Glucuronidation is an important route of drug metabolism in humans with a number of therapeutic agents cleared by this pathway (Clarke and Burchell, 1994). The UDP-glucuronosyltransferase isoforms in humans and common laboratory species are not identical, and it would be of great value to identify the specific human UGTs1involved where glucuronidation has been established as a pathway for drug detoxification in laboratory species (Burchell et al., 1995). Previously, evaluation of human drug metabolism has been studied by the use of microsomal preparations from human tissues but identification of the isoform(s) responsible is complicated by overlapping substrate specificity and the lack of specific UGT inhibitors. Further complications are caused by variability in the quality of tissue and the effects of environmental factors such as diet and prior drug therapy on the expression of drug-metabolizing enzymes in human tissue. Many forms of UDP-glucuronosyltransferase have now been cloned from a variety of species, including at least 19 human forms of the enzyme (Mackenzie et al., 1997).
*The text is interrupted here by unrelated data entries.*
//! Runs one monitor per host and streams ranked snapshots on a fixed tick.

use std::sync::Arc;
use std::time::Duration;

use tokio::sync::{oneshot, watch};
use tokio::task::JoinHandle;
use tokio::time::MissedTickBehavior;

use crate::config::{AppConfig, Session};
use crate::error::ConfigError;
use crate::monitor::{HostMonitor, HostSlot};
use crate::output::{Output, Record, Sink};
use crate::prober::Prober;
use crate::rank::{SortOrder, rank};
use crate::snapshot::HostSnapshot;

/// Ticks a writer output may fall behind before ticks are dropped for it.
const WRITER_BACKLOG: usize = 16;

/// Settings the presentation layer may change while monitoring runs.
#[derive(Debug, Clone, Copy, PartialEq, Eq)]
pub struct Controls {
    pub sort: SortOrder,
    pub beep: bool,
}

/// Read side of the per-host statistics.
///
/// Cloning is cheap; every clone sees the same hosts.
#[derive(Debug, Clone)]
pub struct Aggregator {
    slots: Arc<[Arc<HostSlot>]>,
}

impl Aggregator {
    pub fn builder(config: AppConfig) -> AggregatorBuilder {
        AggregatorBuilder::new(config)
    }

    /// Snapshot every host, in configuration order.
    ///
    /// Each host is read under its own guard; a host in the middle of a probe
    /// contributes its last completed state.
    pub fn collect(&self) -> Vec<HostSnapshot> {
        self.slots.iter().map(|slot| slot.snapshot()).collect()
    }

    pub fn hosts(&self) -> impl Iterator<Item = &str> {
        self.slots.iter().map(|slot| slot.host())
    }
}

/// Builder for starting an [`Aggregator`].
#[derive(Debug)]
pub struct AggregatorBuilder {
    config: AppConfig,
    outputs: Vec<Output>,
}

impl AggregatorBuilder {
    pub fn new(config: AppConfig) -> Self {
        Self {
            config,
            outputs: Vec::new(),
        }
    }

    /// Add an output destination.
    ///
    /// Multiple outputs can be added; every tick is emitted to all of them.
    pub fn output(mut self, output: Output) -> Self {
        self.outputs.push(output);
        self
    }

    /// Validate the configuration, then spawn one monitor per host and the
    /// tick loop. Nothing is spawned if validation fails.
    ///
    /// Must be called from within a tokio runtime.
    pub fn start<P: Prober>(self, prober: P) -> Result<MonitorHandle, ConfigError> {
        let session = self.config.validate()?;
        Ok(spawn(session, Arc::new(prober), self.outputs))
    }
}

fn spawn<P: Prober>(session: Session, prober: Arc<P>, outputs: Vec<Output>) -> MonitorHandle {
    let slots: Arc<[Arc<HostSlot>]> = session
        .hosts
        .iter()
        .map(|host| Arc::new(HostSlot::new(host.as_str(), session.loss_window, session.history_size)))
        .collect();
    let aggregator = Aggregator { slots };

    let (stop_tx, _) = watch::channel(false);
    let monitors = aggregator
        .slots
        .iter()
        .map(|slot| {
            let monitor = HostMonitor::new(slot.clone(), prober.clone(), session.interval, session.timeout);
            tokio::spawn(monitor.run(stop_tx.subscribe()))
        })
        .collect();

    let (controls_tx, controls_rx) = watch::channel(Controls {
        sort: session.sort,
        beep: session.beep,
    });
    let (finish_tx, finish_rx) = oneshot::channel();
    let ticker = tokio::spawn(run_ticks(
        aggregator.clone(),
        outputs,
        controls_rx,
        session.refresh,
        finish_rx,
    ));

    log::info!(
        "started {} host monitors (interval {:?}, timeout {:?}, refresh {:?})",
        session.hosts.len(),
        session.interval,
        session.timeout,
        session.refresh
    );

    MonitorHandle {
        aggregator,
        controls: controls_tx,
        stop: stop_tx,
        finish: finish_tx,
        monitors,
        ticker,
    }
}

/// Emit one ranked record per host every `refresh`, plus a final tick once
/// `finish` fires (or its sender is dropped).
///
/// Outputs never hold up the loop: a writer that stops reading loses ticks
/// and gets `refresh` to drain on shutdown.
async fn run_ticks(
    aggregator: Aggregator,
    outputs: Vec<Output>,
    controls: watch::Receiver<Controls>,
    refresh: Duration,
    mut finish: oneshot::Receiver<()>,
) {
    let sinks: Vec<Sink> = outputs.into_iter().map(|output| output.start(WRITER_BACKLOG)).collect();
    let mut failing = vec![false; sinks.len()];
    let mut interval_timer = tokio::time::interval(refresh);
    interval_timer.set_missed_tick_behavior(MissedTickBehavior::Delay);
    let mut tick: u64 = 0;

    loop {
        let last = tokio::select! {
            _ = interval_timer.tick() => false,
            _ = &mut finish => true,
        };

        tick += 1;
        let order = controls.borrow().sort;
        let records: Vec<Record> = rank(aggregator.collect(), order)
            .into_iter()
            .map(|snapshot| Record::new(tick, snapshot))
            .collect();

        for (sink, failing) in sinks.iter().zip(failing.iter_mut()) {
            match sink.send(&records) {
                Ok(()) if *failing => {
                    log::info!("{sink:?} recovered at tick {tick}");
                    *failing = false;
                }
                Ok(()) => {}
                Err(e) if !*failing => {
                    log::warn!("{sink:?} failed at tick {tick}: {e}; dropping records until it recovers");
                    *failing = true;
                }
                Err(_) => {}
            }
        }

        if last {
            break;
        }
    }

    for sink in sinks {
        sink.close(refresh).await;
    }
    log::info!("record stream closed after {tick} ticks");
}

/// Control handle returned by [`AggregatorBuilder::start`].
///
/// Dropping the handle stops every monitor and closes the record stream
/// without waiting; call [`MonitorHandle::stop`] for an orderly shutdown.
pub struct MonitorHandle {
    aggregator: Aggregator,
    controls: watch::Sender<Controls>,
    stop: watch::Sender<bool>,
    finish: oneshot::Sender<()>,
    monitors: Vec<JoinHandle<()>>,
    ticker: JoinHandle<()>,
}

impl MonitorHandle {
    /// Takes effect on the next tick; monitors keep running.
    pub fn change_sort(&self, order: SortOrder) {
        self.controls.send_modify(|controls| controls.sort = order);
    }

    pub fn sort_order(&self) -> SortOrder {
        self.controls.borrow().sort
    }

    pub fn set_beep(&self, on: bool) {
        self.controls.send_modify(|controls| controls.beep = on);
    }

    pub fn beep(&self) -> bool {
        self.controls.borrow().beep
    }

    pub fn subscribe_controls(&self) -> watch::Receiver<Controls> {
        self.controls.subscribe()
    }

    pub fn aggregator(&self) -> &Aggregator {
        &self.aggregator
    }

    /// Current ranked snapshot of every host, outside the tick cadence.
    pub fn snapshot(&self) -> Vec<HostSnapshot> {
        rank(self.aggregator.collect(), self.sort_order())
    }

    /// Stop every monitor, wait for in-flight probes, emit a last tick and
    /// flush the outputs. Returns the final ranked snapshot.
    pub async fn stop(self) -> Vec<HostSnapshot> {
        let MonitorHandle {
            aggregator,
            controls,
            stop,
            finish,
            monitors,
            ticker,
        } = self;

        // No receivers left only means every monitor already ended.
        let _ = stop.send(true);
        for monitor in monitors {
            if let Err(e) = monitor.await {
                log::error!("host monitor task failed: {e}");
            }
        }

        let _ = finish.send(());
        if let Err(e) = ticker.await {
            log::error!("tick task failed: {e}");
        }

        log::info!("all host monitors stopped");
        let order = controls.borrow().sort;
        rank(aggregator.collect(), order)
    }
}

impl std::fmt::Debug for MonitorHandle {
    fn fmt(&self, f: &mut std::fmt::Formatter<'_>) -> std::fmt::Result {
        f.debug_struct("MonitorHandle")
            .field("hosts", &self.aggregator.slots.len())
            .field("controls", &*self.controls.borrow())
            .finish()
    }
}
use std::time::Duration;

use serde::{Deserialize, Serialize};

use crate::error::ProbeError;

/// Result of a single probe.
#[derive(Debug, Clone, PartialEq)]
pub enum Outcome {
    Reply(Duration),
    Timeout,
    Unreachable,
    Error(ProbeError),
}

/// Wire tag of an [`Outcome`].
#[derive(Debug, Clone, Copy, PartialEq, Eq, Serialize, Deserialize)]
#[serde(rename_all = "lowercase")]
pub enum Status {
    Reply,
    Timeout,
    Unreachable,
    Error,
}

impl Outcome {
    pub fn reply_ms(response_time_ms: f64) -> Self {
        Outcome::Reply(Duration::from_secs_f64(response_time_ms.max(0.0) / 1000.0))
    }

    pub fn rtt_ms(&self) -> Option<f64> {
        match self {
            Outcome::Reply(rtt) => Some(rtt.as_secs_f64() * 1000.0),
            _ => None,
        }
    }

    pub fn is_success(&self) -> bool {
        matches!(self, Outcome::Reply(_))
    }

    /// Host-fatal outcomes stop the host's monitor for good.
    pub fn is_fatal(&self) -> bool {
        matches!(self, Outcome::Error(_))
    }

    pub fn status(&self) -> Status {
        match self {
            Outcome::Reply(_) => Status::Reply,
            Outcome::Timeout => Status::Timeout,
            Outcome::Unreachable => Status::Unreachable,
            Outcome::Error(_) => Status::Error,
        }
    }
}

#[cfg(test)]
mod tests {
    use super::*;

    #[test]
    fn reply_carries_rtt_in_millis() {
        let outcome = Outcome::reply_ms(12.5);
        assert!(outcome.is_success());
        assert!((outcome.rtt_ms().unwrap() - 12.5).abs() < 1e-6);
        assert_eq!(outcome.status(), Status::Reply);
    }

    #[test]
    fn negative_rtt_is_clamped_to_zero() {
        assert_eq!(Outcome::reply_ms(-3.0), Outcome::Reply(Duration::ZERO));
    }

    #[test]
    fn failures_have_no_rtt() {
        for outcome in [
            Outcome::Timeout,
            Outcome::Unreachable,
            Outcome::Error(ProbeError::Socket("boom".to_string())),
        ] {
            assert!(!outcome.is_success());
            assert_eq!(outcome.rtt_ms(), None);
        }
    }

    #[test]
    fn only_local_errors_are_fatal() {
        assert!(!Outcome::Timeout.is_fatal());
        assert!(!Outcome::Unreachable.is_fatal());
        assert!(Outcome::Error(ProbeError::Permission("denied".to_string())).is_fatal());
    }

    #[test]
    fn status_serializes_lowercase() {
        let json = serde_json::to_string(&Status::Unreachable).unwrap();
        assert_eq!(json, "\"unreachable\"");
    }
}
The use of cloned and expressed human drug-metabolizing enzymes has become a widely used alternative for the study of human drug metabolism (Guengerich et al., 1997). Comparison of the kinetic parameters of substrate turnover can be used to assess the potential risk of interaction between substrates at the single enzyme level where sufficient information on the substrate specificities of the responsible drug-metabolizing isoforms is available. However there are many variables to consider when scaling from simple in vitro experiments to the in vivo situation (Remmel and Burchell, 1993). Simple rate based measurements for UGT turnover have been used in the past for a basic evaluation of the contribution of UGT isoforms to the glucuronidation of drugs (Wooster et al., 1993) This article presents a full in vitro kinetic treatment for substrate competition at the single enzyme level.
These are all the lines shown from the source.